Oxfam: Penghijauan Demi Iklim Ancam Ketahanan Pangan Global
4 Agustus 2021Reforestasi hutan yang rusak sejatinya menjadi salah satu jurus kunci menanggulangi krisis iklim. Namun organisasi bantuan internasional, Oxfam, mewanti-wanti terhadap solusi murahan yang akan menciptakan masalah baru.
Menurut laporan lembaga yang bermarkas di Nairobi, Kenya, itu, jika hanya mengandalkan alih fungsi lahan untuk mencapai 'nol emisi' pada 2050, dunia membutuhkan area hutan seluas 1,6 miliar hektar - lima kali lipat luas India, atau lebih dari semua lahan pertanian di Bumi saat ini.
Skema padat lahan itu juga diyakini bisa membuat harga pangan dunia melonjak sebesar 80 persen. Akibatnya negara miskin terancam bencana kelaparan, sementara negara industri maju dan perusahaan multinasional bisa melanjutkan "bisnis kotornya dengan normal.”
Meski tidak meyakini skenario reforestasi sebagai satu-satunya cara menanggulangi bencana iklim, Oxfam menilai laporannya menohok langgam negara industri maju dan perusahaan multinasional yang dinilai mulai tergoda menggunakan metode penanaman pohon sebagai jalan cepat memenuhi komitmen iklim.
"Karena pada saat yang sama, mereka gagal memangkas emisi sendiri secara cepat dan dan dalam volume yang tepat untuk mencegah kiamat iklim,” tulis para peneliti dalam laporan yang dirilis Selasa, (3/8).
Belum lama ini, Oxfam melaporkan harga pangan global meningkat sebanyak 40 persen pada 2020. Sebagai buntutnya sebanyak 20 juta penduduk Bumi jatuh ke bawah garis kemiskinan, dan terancam bencana kelaparan.

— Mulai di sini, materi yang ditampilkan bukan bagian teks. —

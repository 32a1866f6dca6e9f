//! Decision engine: orchestrates scope resolution, derived roles, policy
//! lookup, condition evaluation and the combining algorithm
//!
//! ```text
//! check -> effective scope -> scope chain -> derived roles
//!       -> principal policy (wins outright when matched)
//!       -> resource policies, most specific scope first
//!       -> deny-overrides combine -> per-action decision
//! ```

mod audit;
mod cache;
mod decision;

pub use audit::AuditRecord;
pub use cache::{CacheConfig, CacheStats, DecisionCache};
pub use decision::{ActionDecision, CheckResult};

use indexmap::IndexMap;
use std::sync::Arc;
use std::time::{Duration, Instant};
use tracing::{debug, info, warn};
use uuid::Uuid;

use crate::cel::{CelError, CelEvaluator, ConditionEvaluator, EvalContext};
use crate::derived_roles::{DefinitionSet, DerivedRoleDef, DerivedRolesResolver};
use crate::error::Result;
use crate::policy::{Effect, PolicyIndex, PolicyStore, PrincipalPolicy, ResourcePolicy};
use crate::scope::{ScopeConfig, ScopeResolver};
use crate::types::{CheckRequest, Principal, Resource};

/// Engine configuration
#[derive(Debug, Clone)]
pub struct EngineConfig {
    /// Scope resolver configuration (depth limit, chain cache)
    pub scope: ScopeConfig,

    /// TTL for the derived-role cache
    pub role_cache_ttl: Duration,

    /// Capacity of the derived-role cache
    pub role_cache_capacity: usize,

    /// Cache whole decisions across requests
    pub enable_decision_cache: bool,

    /// Decision cache configuration
    pub decision_cache: CacheConfig,
}

impl Default for EngineConfig {
    fn default() -> Self {
        Self {
            scope: ScopeConfig::default(),
            role_cache_ttl: Duration::from_secs(60),
            role_cache_capacity: 10_000,
            enable_decision_cache: true,
            decision_cache: CacheConfig::default(),
        }
    }
}

/// A complete policy configuration, loaded atomically.
#[derive(Debug, Clone, Default, serde::Serialize, serde::Deserialize)]
#[serde(rename_all = "camelCase")]
pub struct PolicyBundle {
    #[serde(default)]
    pub resource_policies: Vec<ResourcePolicy>,

    #[serde(default)]
    pub principal_policies: Vec<PrincipalPolicy>,

    #[serde(default)]
    pub derived_roles: Vec<DerivedRoleDef>,
}

impl PolicyBundle {
    /// Adds a resource policy.
    pub fn with_resource_policy(mut self, policy: ResourcePolicy) -> Self {
        self.resource_policies.push(policy);
        self
    }

    /// Adds a principal policy.
    pub fn with_principal_policy(mut self, policy: PrincipalPolicy) -> Self {
        self.principal_policies.push(policy);
        self
    }

    /// Adds a derived role definition.
    pub fn with_derived_role(mut self, def: DerivedRoleDef) -> Self {
        self.derived_roles.push(def);
        self
    }
}

/// The policy decision point.
///
/// Read-mostly and safe to share across threads: the policy index is an
/// immutable snapshot swapped atomically on [`load`](Self::load), and every
/// cache is owned by the engine with an explicit lifecycle. `check` never
/// fails — evaluation errors deny the affected action and annotate its
/// decision.
pub struct DecisionEngine {
    scopes: ScopeResolver,
    roles: DerivedRolesResolver,
    policies: PolicyStore,
    evaluator: Arc<dyn ConditionEvaluator>,
    decision_cache: Option<DecisionCache>,
}

impl DecisionEngine {
    /// Creates an engine with the default CEL evaluator.
    pub fn new(config: EngineConfig) -> Self {
        Self::with_evaluator(config, Arc::new(CelEvaluator::new()))
    }

    /// Creates an engine with a custom condition evaluator.
    pub fn with_evaluator(config: EngineConfig, evaluator: Arc<dyn ConditionEvaluator>) -> Self {
        let decision_cache = config
            .enable_decision_cache
            .then(|| DecisionCache::new(config.decision_cache.clone()));

        Self {
            scopes: ScopeResolver::new(config.scope.clone()),
            roles: DerivedRolesResolver::with_cache_settings(
                config.role_cache_ttl,
                config.role_cache_capacity,
            ),
            policies: PolicyStore::new(),
            evaluator,
            decision_cache,
        }
    }

    /// Loads a policy configuration, replacing the current one.
    ///
    /// Everything is validated before anything is swapped: a cycle in the
    /// derived-role definitions or an invalid policy leaves the previous
    /// configuration active. On success all caches are cleared.
    pub fn load(&self, bundle: PolicyBundle) -> Result<()> {
        let definitions = DefinitionSet::build(bundle.derived_roles)?;
        let index = PolicyIndex::build(
            bundle.resource_policies,
            bundle.principal_policies,
            &self.scopes,
        )?;

        self.roles.install(definitions);
        self.policies.install(index);
        self.scopes.clear_cache();
        if let Some(cache) = &self.decision_cache {
            cache.clear();
        }

        let stats = self.policies.stats();
        info!(
            resource_policies = stats.resource_policies,
            principal_policies = stats.principal_policies,
            derived_roles = self.roles.definition_count(),
            "policy configuration loaded"
        );
        Ok(())
    }

    /// Decides every requested action for the principal/resource pair.
    ///
    /// Scope and derived-role resolution run once per call and are shared by
    /// all actions; each action is then decided independently. A failure on
    /// one action (for example a broken condition) denies that action with
    /// an error annotation and leaves the others untouched.
    pub fn check(&self, request: &CheckRequest) -> CheckResult {
        let start = Instant::now();

        if let Some(cache) = &self.decision_cache {
            if let Some(hit) = cache.get(request) {
                debug!(request_id = %hit.request_id, "decision cache hit");
                return hit;
            }
        }

        let request_id = Uuid::new_v4().to_string();
        debug!(
            request_id = %request_id,
            principal = %request.principal.id,
            resource = %request.resource.kind,
            actions = request.actions.len(),
            "check"
        );

        let scope = Self::effective_scope(&request.principal, &request.resource);
        let chain = match self.scopes.build_chain(scope) {
            Ok(chain) => chain,
            Err(err) => {
                warn!(%scope, %err, "scope rejected, evaluating against global scope only");
                vec![String::new()]
            }
        };

        let resolved = self
            .roles
            .resolve(&request.principal, &request.resource, self.evaluator.as_ref());

        let mut held = request.principal.roles.clone();
        held.extend(resolved.activated.iter().cloned());

        let candidates = self.policies.find_for_scope(&chain, &request.resource.kind);
        let principal_policy = self
            .policies
            .find_principal_policy(&request.principal.id, &chain);

        debug!(
            candidates = candidates.len(),
            principal_policy = principal_policy.is_some(),
            derived_roles = resolved.activated.len(),
            "resolved request context"
        );

        let base_ctx = EvalContext::from_entities(&request.principal, &request.resource)
            .with_aux_data(request.aux_data.clone())
            .with_derived_roles(resolved.activated.clone());

        let mut decisions = IndexMap::with_capacity(request.actions.len());
        for action in &request.actions {
            let decision = self.decide_action(
                action,
                request,
                principal_policy.as_deref(),
                &candidates,
                &held,
                &resolved.activated,
                &base_ctx,
            );
            decisions.insert(action.clone(), decision);
        }

        let result = CheckResult {
            request_id,
            scope: chain.first().cloned().unwrap_or_default(),
            decisions,
            derived_roles_trace: resolved.trace,
            duration_micros: start.elapsed().as_micros() as u64,
        };

        if let Some(cache) = &self.decision_cache {
            cache.put(request, result.clone());
        }

        result
    }

    /// Convenience wrapper returning the result together with its audit
    /// record.
    pub fn check_with_audit(&self, request: &CheckRequest) -> (CheckResult, AuditRecord) {
        let result = self.check(request);
        let record = AuditRecord::from_check(request, &result);
        (result, record)
    }

    /// Statistics of the decision cache, when enabled.
    pub fn decision_cache_stats(&self) -> Option<CacheStats> {
        self.decision_cache.as_ref().map(DecisionCache::stats)
    }

    /// The engine's scope resolver.
    pub fn scopes(&self) -> &ScopeResolver {
        &self.scopes
    }

    /// The engine's derived-roles resolver.
    pub fn derived_roles(&self) -> &DerivedRolesResolver {
        &self.roles
    }

    /// The engine's policy store.
    pub fn policies(&self) -> &PolicyStore {
        &self.policies
    }

    /// Picks the scope a request is evaluated against: the deeper of the
    /// two non-empty scopes, the principal's when depths are equal, global
    /// only when both are empty.
    fn effective_scope<'a>(principal: &'a Principal, resource: &'a Resource) -> &'a str {
        if resource.scope.is_empty() {
            return &principal.scope;
        }
        if principal.scope.is_empty() {
            return &resource.scope;
        }

        let principal_depth = principal.scope.split('.').count();
        let resource_depth = resource.scope.split('.').count();
        if principal_depth >= resource_depth {
            &principal.scope
        } else {
            &resource.scope
        }
    }

    #[allow(clippy::too_many_arguments)]
    fn decide_action(
        &self,
        action: &str,
        request: &CheckRequest,
        principal_policy: Option<&PrincipalPolicy>,
        candidates: &[Arc<ResourcePolicy>],
        held_roles: &[String],
        activated: &[String],
        base_ctx: &EvalContext,
    ) -> ActionDecision {
        let ctx = base_ctx.clone().with_action(action);
        let mut error_note: Option<String> = None;

        // A matching principal policy decides outright.
        if let Some(policy) = principal_policy {
            for rule in &policy.rules {
                if !rule.matches_resource(&request.resource.kind) {
                    continue;
                }
                if !rule.matches_action(action) {
                    continue;
                }
                match self.eval_condition(rule.condition.as_deref(), &ctx) {
                    Ok(true) => {
                        debug!(
                            action,
                            policy = %policy.label(),
                            rule = %rule.name,
                            effect = ?rule.effect,
                            "principal policy decided"
                        );
                        return ActionDecision::matched(
                            rule.effect,
                            policy.label(),
                            rule.name.clone(),
                            activated.to_vec(),
                            error_note,
                        );
                    }
                    Ok(false) => {}
                    Err(err) => {
                        warn!(action, rule = %rule.name, %err, "principal rule condition failed");
                        note_error(&mut error_note, &rule.name, &err);
                    }
                }
            }
        }

        // Resource policies, most specific scope first. Deny-overrides: any
        // matching deny wins over an allow at any level; the first matching
        // allow is remembered for audit.
        let mut first_allow: Option<(String, String)> = None;
        for policy in candidates {
            for rule in &policy.rules {
                if !rule.matches_action(action) {
                    continue;
                }
                if !rule.matches_roles(held_roles) {
                    continue;
                }
                let matched = match self.eval_condition(rule.condition.as_deref(), &ctx) {
                    Ok(matched) => matched,
                    Err(err) => {
                        warn!(action, rule = %rule.name, %err, "rule condition failed, rule skipped");
                        note_error(&mut error_note, &rule.name, &err);
                        false
                    }
                };
                if !matched {
                    continue;
                }

                match rule.effect {
                    Effect::Deny => {
                        debug!(action, policy = %policy.label(), rule = %rule.name, "deny rule matched");
                        return ActionDecision::matched(
                            Effect::Deny,
                            policy.label(),
                            rule.name.clone(),
                            activated.to_vec(),
                            error_note,
                        );
                    }
                    Effect::Allow => {
                        if first_allow.is_none() {
                            first_allow = Some((policy.label(), rule.name.clone()));
                        }
                    }
                }
            }
        }

        match first_allow {
            Some((policy, rule)) => {
                debug!(action, policy = %policy, rule = %rule, "allow rule matched");
                ActionDecision::matched(
                    Effect::Allow,
                    policy,
                    rule,
                    activated.to_vec(),
                    error_note,
                )
            }
            None => {
                debug!(action, "no rule matched, default deny");
                ActionDecision::no_match(activated.to_vec(), error_note)
            }
        }
    }

    fn eval_condition(
        &self,
        condition: Option<&str>,
        ctx: &EvalContext,
    ) -> std::result::Result<bool, CelError> {
        match condition {
            None => Ok(true),
            Some(expr) if expr.trim().is_empty() => Ok(true),
            Some(expr) => self.evaluator.evaluate_bool(expr, ctx),
        }
    }
}

fn note_error(slot: &mut Option<String>, rule: &str, err: &CelError) {
    let message = format!("rule '{}': {}", rule, err);
    match slot {
        Some(existing) => {
            existing.push_str("; ");
            existing.push_str(&message);
        }
        None => *slot = Some(message),
    }
}
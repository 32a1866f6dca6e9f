//! Decision types returned by the engine

use crate::derived_roles::RoleTrace;
use crate::policy::Effect;
use indexmap::IndexMap;
use serde::{Deserialize, Serialize};

/// Outcome for a single action.
#[derive(Debug, Clone, PartialEq, Serialize, Deserialize)]
#[serde(rename_all = "camelCase")]
pub struct ActionDecision {
    /// Allow or deny
    pub effect: Effect,

    /// Label of the policy that decided, absent on default deny
    #[serde(skip_serializing_if = "Option::is_none")]
    pub policy: Option<String>,

    /// Name of the rule that decided, absent on default deny
    #[serde(skip_serializing_if = "Option::is_none")]
    pub rule: Option<String>,

    /// Derived roles active while this action was evaluated
    #[serde(default)]
    pub derived_roles: Vec<String>,

    /// Evaluation failure absorbed into this decision, if any
    #[serde(skip_serializing_if = "Option::is_none")]
    pub error: Option<String>,
}

impl ActionDecision {
    pub(crate) fn matched(
        effect: Effect,
        policy: String,
        rule: String,
        derived_roles: Vec<String>,
        error: Option<String>,
    ) -> Self {
        Self {
            effect,
            policy: Some(policy),
            rule: Some(rule),
            derived_roles,
            error,
        }
    }

    /// Default deny: nothing matched at any scope level.
    pub(crate) fn no_match(derived_roles: Vec<String>, error: Option<String>) -> Self {
        Self {
            effect: Effect::Deny,
            policy: None,
            rule: None,
            derived_roles,
            error,
        }
    }

    /// Whether the action was allowed.
    pub fn is_allowed(&self) -> bool {
        self.effect == Effect::Allow
    }
}

/// Result of one `check` call: one decision per requested action plus
/// request-level metadata.
#[derive(Debug, Clone, PartialEq, Serialize, Deserialize)]
#[serde(rename_all = "camelCase")]
pub struct CheckResult {
    /// Unique request identifier
    pub request_id: String,

    /// The scope the request was resolved against
    pub scope: String,

    /// Per-action decisions, in request order
    pub decisions: IndexMap<String, ActionDecision>,

    /// Derived-role resolution trace for audit
    pub derived_roles_trace: Vec<RoleTrace>,

    /// Wall-clock evaluation time in microseconds
    pub duration_micros: u64,
}

impl CheckResult {
    /// Whether the given action was allowed; unknown actions are denied.
    pub fn allowed(&self, action: &str) -> bool {
        self.decisions
            .get(action)
            .map(ActionDecision::is_allowed)
            .unwrap_or(false)
    }

    /// The decision for an action, if it was part of the request.
    pub fn decision(&self, action: &str) -> Option<&ActionDecision> {
        self.decisions.get(action)
    }
}
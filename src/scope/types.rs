//! Scope value type and validation

use regex::Regex;
use serde::{Deserialize, Serialize};
use std::fmt;
use std::str::FromStr;
use thiserror::Error;

/// Errors that can occur while parsing or validating a scope
#[derive(Error, Debug, Clone, PartialEq, Eq)]
pub enum ScopeError {
    #[error("scope contains empty segment")]
    EmptySegment,

    #[error("scope depth {depth} exceeds maximum {max_depth}")]
    DepthExceeded { depth: usize, max_depth: usize },

    #[error("invalid scope segment '{segment}' (allowed: alphanumeric, underscore, hyphen)")]
    InvalidSegment { segment: String },
}

/// A hierarchical authorization scope.
///
/// Scopes use dot notation (`org.acme.dept`); the empty string is the global
/// scope. Parsing rejects empty segments; character-set and depth limits are
/// enforced by the resolver, which owns that configuration.
///
/// # Examples
///
/// ```
/// use decisis::scope::Scope;
///
/// let scope = Scope::new("org.acme.dept").unwrap();
/// assert_eq!(scope.depth(), 3);
/// assert_eq!(scope.parent().unwrap().as_str(), "org.acme");
///
/// let global = Scope::new("").unwrap();
/// assert!(global.is_global());
/// ```
#[derive(Debug, Clone, PartialEq, Eq, Hash, Serialize, Deserialize)]
pub struct Scope {
    raw: String,
    segments: Vec<String>,
}

impl Scope {
    /// Parses a scope string.
    pub fn new(scope: impl Into<String>) -> Result<Self, ScopeError> {
        let raw = scope.into();

        if raw.is_empty() {
            return Ok(Self {
                raw,
                segments: Vec::new(),
            });
        }

        let segments: Vec<String> = raw.split('.').map(str::to_string).collect();
        for segment in &segments {
            if segment.is_empty() {
                return Err(ScopeError::EmptySegment);
            }
        }

        Ok(Self { raw, segments })
    }

    /// Returns the raw scope string.
    pub fn as_str(&self) -> &str {
        &self.raw
    }

    /// Returns the scope segments.
    pub fn segments(&self) -> &[String] {
        &self.segments
    }

    /// Returns the number of segments.
    pub fn depth(&self) -> usize {
        self.segments.len()
    }

    /// Whether this is the global (empty) scope.
    pub fn is_global(&self) -> bool {
        self.raw.is_empty()
    }

    /// Returns the scope one level up; the global scope has no parent.
    pub fn parent(&self) -> Option<Scope> {
        if self.segments.is_empty() {
            return None;
        }

        let parent_segments = &self.segments[..self.segments.len() - 1];
        Some(Self {
            raw: parent_segments.join("."),
            segments: parent_segments.to_vec(),
        })
    }

    /// Whether this scope is a segment-wise prefix of another scope.
    pub fn is_prefix_of(&self, other: &Scope) -> bool {
        if self.segments.len() > other.segments.len() {
            return false;
        }

        self.segments
            .iter()
            .zip(other.segments.iter())
            .all(|(a, b)| a == b)
    }

    pub(crate) fn validate_segment(segment: &str, allowed: &Regex) -> Result<(), ScopeError> {
        if segment.is_empty() {
            return Err(ScopeError::EmptySegment);
        }

        if !allowed.is_match(segment) {
            return Err(ScopeError::InvalidSegment {
                segment: segment.to_string(),
            });
        }

        Ok(())
    }
}

impl FromStr for Scope {
    type Err = ScopeError;

    fn from_str(s: &str) -> Result<Self, Self::Err> {
        Self::new(s)
    }
}

impl fmt::Display for Scope {
    fn fmt(&self, f: &mut fmt::Formatter<'_>) -> fmt::Result {
        write!(f, "{}", self.raw)
    }
}

impl AsRef<str> for Scope {
    fn as_ref(&self) -> &str {
        &self.raw
    }
}

#[cfg(test)]
mod tests {
    use super::*;

    #[test]
    fn parses_segments() {
        let scope = Scope::new("org.acme.dept").unwrap();
        assert_eq!(scope.segments(), &["org", "acme", "dept"]);
        assert_eq!(scope.depth(), 3);
    }

    #[test]
    fn empty_scope_is_global() {
        let scope = Scope::new("").unwrap();
        assert!(scope.is_global());
        assert_eq!(scope.depth(), 0);
        assert!(scope.parent().is_none());
    }

    #[test]
    fn rejects_empty_segment() {
        assert!(matches!(Scope::new("org..dept"), Err(ScopeError::EmptySegment)));
        assert!(matches!(Scope::new(".org"), Err(ScopeError::EmptySegment)));
        assert!(matches!(Scope::new("org."), Err(ScopeError::EmptySegment)));
    }

    #[test]
    fn parent_walks_to_global() {
        let scope = Scope::new("org.acme.dept").unwrap();
        let parent = scope.parent().unwrap();
        assert_eq!(parent.as_str(), "org.acme");

        let grandparent = parent.parent().unwrap();
        assert_eq!(grandparent.as_str(), "org");

        let root = grandparent.parent().unwrap();
        assert!(root.is_global());
        assert!(root.parent().is_none());
    }

    #[test]
    fn prefix_relationships() {
        let parent = Scope::new("org.acme").unwrap();
        let child = Scope::new("org.acme.dept").unwrap();
        let other = Scope::new("org.beta").unwrap();

        assert!(parent.is_prefix_of(&child));
        assert!(parent.is_prefix_of(&parent));
        assert!(!child.is_prefix_of(&parent));
        assert!(!parent.is_prefix_of(&other));
    }

    #[test]
    fn display_round_trip() {
        let scope: Scope = "org.acme".parse().unwrap();
        assert_eq!(format!("{}", scope), "org.acme");
    }
}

Penanaman pohon secara masif dan tak terkendali dikhawatirkan bakal menggusur lahan pangan, dan mencuatkan harga pangan dunia sebanyak 80 persen di tahun 2050.
Reforestasi sebagai "alibi" untuk terus mengotori Bumi
"Status nol emisi harusnya dicapai lewat pemotongan dan penghematan emisi, pengurangan bahan bakar fossil dan investasi di sektor energi terbarukan,” kata Direktur Perubahan Iklim di Oxfam International, Nafkote Dabi.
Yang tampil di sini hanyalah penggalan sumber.